Mit seiner öffentlichen Stellungnahme verletzte Özdemir das Gebot des Stillschweigens über das Abstimmungsverhalten, weshalb ihm andere Kuratoriumsmitglieder Indiskretion vorwerfen. Außerdem habe Özdemir den Preis schlichtweg falsch interpretiert. "Dieser Preis ist keine Auszeichnung für die Achtung der Menschenwürde", heißt es aus Kuratoriumskreisen. Auf der Internetseite der Preisverleiher heißt es hingegen, dass der Preis Menschen und Organisationen ehre, die ein Zeichen für Aufbruch, Pioniergeist und Erneuerung setzen und so Vorbilder für Deutschland sind.
Das Abstimmungsverhalten im Quadriga Netzwerk bezeichnet der Heidelberger Historiker Edgar Wolfrum als "skandalös". "Es ist nicht hinnehmbar, dass einzelne Mitglieder für Entscheidungen in Haftung genommen werden, an denen sie nicht beteiligt waren, über die sie nicht informiert worden sind und über die sie in der Presse erfuhren", begründet er seinen sofortigen Austritt aus dem Kuratorium.
Außer Özdemir und Wolfrum meldeten sich bisher nur wenige Kuratoriumsmitglieder zu Wort. Die Unternehmerin Margarita Mathiopoulos, der CDU-Politiker Philipp Mißfelder und Bundesverkehrsminister Peter Ramsauer (CSU) erklärten, bei der entscheidenden Sitzung nicht dabei gewesen zu sein. Alle drei hätten der Wahl Putins auch im Nachhinein nicht zugestimmt.
Aus Kuratoriumskreisen heißt es dazu, dass der russische Premier schon lange als möglicher Preisträger im Raum stand. Bereits im Oktober vergangenen Jahres hätte es ersten Treffen zu möglichen Kandidaten gegeben.
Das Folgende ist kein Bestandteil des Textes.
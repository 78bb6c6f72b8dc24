//! Presence and typing payloads.

use serde::{Deserialize, Serialize};

use crate::id::{RoomId, Timestamp, UserId};

/// Online state of a user as broadcast by the backend.
#[derive(Debug, Clone, Copy, PartialEq, Eq, Serialize, Deserialize)]
#[serde(rename_all = "camelCase")]
pub enum PresenceStatus {
    Online,
    Offline,
}

impl std::fmt::Display for PresenceStatus {
    fn fmt(&self, f: &mut std::fmt::Formatter<'_>) -> std::fmt::Result {
        match self {
            Self::Online => write!(f, "online"),
            Self::Offline => write!(f, "offline"),
        }
    }
}

/// Broadcast when a user's connection state changes.
///
/// `last_seen` is populated on offline transitions only.
#[derive(Debug, Clone, PartialEq, Eq, Serialize, Deserialize)]
#[serde(rename_all = "camelCase")]
pub struct PresenceUpdate {
    pub user_id: UserId,
    pub status: PresenceStatus,
    #[serde(skip_serializing_if = "Option::is_none")]
    pub last_seen: Option<Timestamp>,
}

/// Broadcast when a user starts or stops typing in a room.
#[derive(Debug, Clone, PartialEq, Eq, Serialize, Deserialize)]
#[serde(rename_all = "camelCase")]
pub struct TypingUpdate {
    pub user_id: UserId,
    pub room_id: RoomId,
    pub is_typing: bool,
}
Am 16. Februar stand dann die Wahl Putins fest, erfuhr die taz aus Kuratoriumskreisen. Alle Mitglieder - auch die bei den Treffen abwesenden - wären stets per Mail über den Fortgang der Entscheidungen unterrichtet worden und hätten somit zu jeder Zeit eingreifen können. Mittlerweile distanzieren sich aber immer mehr Kuratoriumsmitglieder von der Entscheidung.